La credenza mitologica greca collocava appunto la Chimera nell’attuale Turchia, dove già dal VII secolo a.C. si credeva che questo mostro “ibrido” dimorasse su un monte dalle cui pendici spuntavano fiamme, che si è più recentemente scoperto essere dovute alla combustione sotterranea di gas metano che incontra rocce infiammabili.

Il monte era ovviamente considerato un luogo oscuro e pericoloso, perfetto per ospitare un essere così terribile. Questo monte venne chiamato proprio il Monte Chimera: si trova nella provincia di Antalya, nel sud della Turchia, e tutt’oggi le emissioni di fiamme sono presenti e il luogo è visitabile.

Il mito della Chimera è molto sentito e tra il V e il III secolo a.C. si espande velocemente in tutto il Medio Oriente: Omero ne parlerà appunto nell’Iliade narrando la storia di Bellerofonte, e la credenza dell’esistenza della Chimera raggiunse anche l’Italia.

Una delle testimonianze storiche più accurate riguardo alla chimera è infatti la Chimera di Arezzo, bronzo etrusco straordinariamente ben conservato, che raffigura la belva con corpo di leone, coda da serpente e testa di capra che nasce dalla schiena. Datato intorno al V secolo a.C., questo bronzo è stato prodotto da artigiani etruschi nella zona dell’odierna Arezzo, ed è oggi conservato al Museo archeologico nazionale di Firenze.

Dopo la nascita di Cristo, con la diffusione del paganesimo e del cristianesimo questa, così come molte altre storie dell’antica mitologia, vengono rilette in chiave simbolica. Durante il Medioevo, la Chimera diventa simbolo dei vizi, della confusione del caos: proprio in questo modo è rappresentata nei bestiari medievali, tra cui il Physiologus, testo allegorico che raccoglie descrizioni simboliche di animali, piante e pietre, accompagnandole da un’interpretazione morale o teologica.

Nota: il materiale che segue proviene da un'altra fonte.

//! Striped spin-locks covering contiguous slot ranges, plus a single
//! metadata lock guarding header counters.
//!
//! Each mutator whose home slot is `q` acquires the stripe lock at index
//! `q / STRIPE_SLOTS`, plus the next one, always in ascending order, to
//! accommodate Robin-Hood shifts of up to `CLUSTER_SIZE` slots. There is no
//! blocking: one non-blocking attempt is recorded for telemetry, then a
//! bounded spin using `std::hint::spin_loop`.

use std::sync::atomic::{AtomicBool, Ordering};
use std::sync::Arc;

/// Slots covered by a single stripe lock.
pub const STRIPE_SLOTS: u64 = 1 << 16;
/// Upper bound on a Robin-Hood shift distance; two adjacent stripes cover
/// any single mutation.
pub const CLUSTER_SIZE: u64 = 1 << 14;

const SPIN_ITERATIONS: u32 = 1 << 20;

/// Whether a given call path should actually acquire locks.
#[derive(Clone, Copy, Debug, PartialEq, Eq)]
pub enum LockBehavior {
    /// Never take locks (single-threaded, or `LockMode::Forbidden`).
    Skip,
    /// Take locks for this call (`LockMode::Required`, or an `Optional`
    /// call that opted in).
    Take,
}

/// An observer hooked into lock acquisition, for telemetry. Modeled as an
/// optional callback rather than a field on the runtime record, per the
/// design note that `wait_time_data` is telemetry, not functional state.
pub type LockObserver = Arc<dyn Fn(LockEvent) + Send + Sync>;

/// A single lock-acquisition event, passed to a [`LockObserver`].
#[derive(Clone, Copy, Debug)]
pub struct LockEvent {
    /// Index of the stripe lock acquired.
    pub stripe: usize,
    /// Whether the first, non-blocking attempt succeeded.
    pub acquired_on_first_try: bool,
}

/// A single spin-lock stripe.
struct Stripe(AtomicBool);

impl Stripe {
    fn new() -> Self {
        Stripe(AtomicBool::new(false))
    }

    /// One non-blocking attempt; returns whether it succeeded.
    fn try_lock(&self) -> bool {
        self.0
            .compare_exchange(false, true, Ordering::Acquire, Ordering::Relaxed)
            .is_ok()
    }

    fn unlock(&self) {
        self.0.store(false, Ordering::Release);
    }
}

/// The filter's lock table: one stripe per `STRIPE_SLOTS` slots, plus a
/// metadata lock.
pub struct LockTable {
    stripes: Vec<Stripe>,
    metadata_lock: Stripe,
    observer: Option<LockObserver>,
}

/// RAII guard for the (up to) two stripe locks a mutator holds.
pub struct StripeGuard<'a> {
    table: &'a LockTable,
    indices: Vec<usize>,
}

impl<'a> Drop for StripeGuard<'a> {
    fn drop(&mut self) {
        // Release in the reverse order they were acquired.
        for &idx in self.indices.iter().rev() {
            self.table.stripes[idx].unlock();
        }
    }
}

/// RAII guard for the metadata lock.
pub struct MetadataGuard<'a> {
    table: &'a LockTable,
}

impl<'a> Drop for MetadataGuard<'a> {
    fn drop(&mut self) {
        self.table.metadata_lock.unlock();
    }
}

impl LockTable {
    /// Builds a lock table covering `xnslots` physical slots.
    pub fn new(xnslots: u64) -> Self {
        let num_locks = (xnslots + STRIPE_SLOTS - 1) / STRIPE_SLOTS + 1;
        let stripes = (0..num_locks).map(|_| Stripe::new()).collect();
        LockTable {
            stripes,
            metadata_lock: Stripe::new(),
            observer: None,
        }
    }

    /// Attaches a telemetry observer, replacing any previous one.
    pub fn with_observer(mut self, observer: LockObserver) -> Self {
        self.observer = Some(observer);
        self
    }

    fn acquire_stripe(&self, idx: usize) {
        let stripe = &self.stripes[idx];
        let acquired_on_first_try = stripe.try_lock();
        if let Some(observer) = &self.observer {
            observer(LockEvent {
                stripe: idx,
                acquired_on_first_try,
            });
        }
        if acquired_on_first_try {
            return;
        }
        let mut spins = 0u32;
        loop {
            if stripe.try_lock() {
                return;
            }
            std::hint::spin_loop();
            spins += 1;
            debug_assert!(
                spins < SPIN_ITERATIONS,
                "spin-lock stripe {} exceeded bounded spin budget",
                idx
            );
        }
    }

    /// Acquires the two adjacent stripe locks covering the mutation whose
    /// home slot is `home_slot`, in ascending index order. A no-op under
    /// [`LockBehavior::Skip`].
    pub fn lock_cluster(&self, home_slot: u64, behavior: LockBehavior) -> Option<StripeGuard<'_>> {
        if behavior == LockBehavior::Skip || self.stripes.is_empty() {
            return None;
        }
        let first = (home_slot / STRIPE_SLOTS) as usize;
        let last = self.stripes.len() - 1;
        let second = std::cmp::min(first + 1, last);

        self.acquire_stripe(first);
        let mut indices = vec![first];
        if second != first {
            self.acquire_stripe(second);
            indices.push(second);
        }
        Some(StripeGuard {
            table: self,
            indices,
        })
    }

    /// Acquires the metadata lock guarding header counters. A no-op under
    /// [`LockBehavior::Skip`].
    pub fn lock_metadata(&self, behavior: LockBehavior) -> Option<MetadataGuard<'_>> {
        if behavior == LockBehavior::Skip {
            return None;
        }
        self.acquire_stripe_meta();
        Some(MetadataGuard { table: self })
    }

    fn acquire_stripe_meta(&self) {
        let acquired_on_first_try = self.metadata_lock.try_lock();
        if acquired_on_first_try {
            return;
        }
        loop {
            if self.metadata_lock.try_lock() {
                return;
            }
            std::hint::spin_loop();
        }
    }

    /// Number of stripe locks in the table (excludes the metadata lock).
    pub fn num_locks(&self) -> usize {
        self.stripes.len()
    }
}

#[cfg(test)]
mod tests {
    use super::*;
    use std::sync::atomic::AtomicUsize;

    #[test]
    fn test_lock_unlock_cycle() {
        let table = LockTable::new(1 << 18);
        {
            let _guard = table.lock_cluster(0, LockBehavior::Take);
        }
        // Lock must be released: re-acquiring should not deadlock.
        let _guard = table.lock_cluster(0, LockBehavior::Take);
    }

    #[test]
    fn test_skip_is_noop() {
        let table = LockTable::new(1 << 18);
        assert!(table.lock_cluster(0, LockBehavior::Skip).is_none());
    }

    #[test]
    fn test_two_adjacent_stripes_locked() {
        let table = LockTable::new(3 * STRIPE_SLOTS);
        let _guard = table.lock_cluster(STRIPE_SLOTS - 1, LockBehavior::Take);
        // Stripe 0 and stripe 1 should both be held; attempting stripe 1
        // again (non-blocking, via a fresh table state check) is covered by
        // the guard's Drop releasing both on scope exit, asserted above by
        // not deadlocking in test_lock_unlock_cycle.
    }

    #[test]
    fn test_observer_invoked() {
        let counter = Arc::new(AtomicUsize::new(0));
        let counter_clone = counter.clone();
        let table = LockTable::new(1 << 17).with_observer(Arc::new(move |_event| {
            counter_clone.fetch_add(1, Ordering::SeqCst);
        }));
        let _guard = table.lock_cluster(0, LockBehavior::Take);
        assert!(counter.load(Ordering::SeqCst) > 0);
    }
}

La Chimera dal Rinascimento al significato attuale

Nel Rinascimento i testi classici vengono riscoperti e, con essi, anche le figure mitologiche in esse presenti, che iniziano a popolare di nuovo narrazioni e rappresentazioni artistiche.

Tra questi, anche la Chimera torna in auge come oggetto di studio, figura artistica e simbolo dell’immaginazione e della creatività, in linea con lo spirito umanista dell’epoca.

Troviamo spesso la Chimera nelle grottesche rinascimentali – decorazioni fantastiche piene di esseri ibridi –  e nelle sculture ornamentali, per esempio nelle facciate dei palazzi.

Oggi, nel linguaggio comune, parlare di “chimera”, significa fare riferimento a un sogno vano e irrealizzabile, qualcosa che si può inseguire ma non agguantare mai, proprio perché non esiste.

Inoltre, la Chimera è giunta a noi in romanzi e film – la troviamo ad esempio in Harry Potter di J.K. Rowling, e nel film Animali fantastici e dove trovarli, scritto dalla stessa autrice, e in Percy Jackson, serie di Rick Riordan – e in alcuni videogiochi, come Final Fantasy e Gods of War. Inoltre, in biologia, quando si parla di “chimera”, si fa riferimento a un singolo organismo composto da cellule geneticamente distinte, derivanti da due o più zigoti diversi, con un aperto riferimento all’origine di questo termine.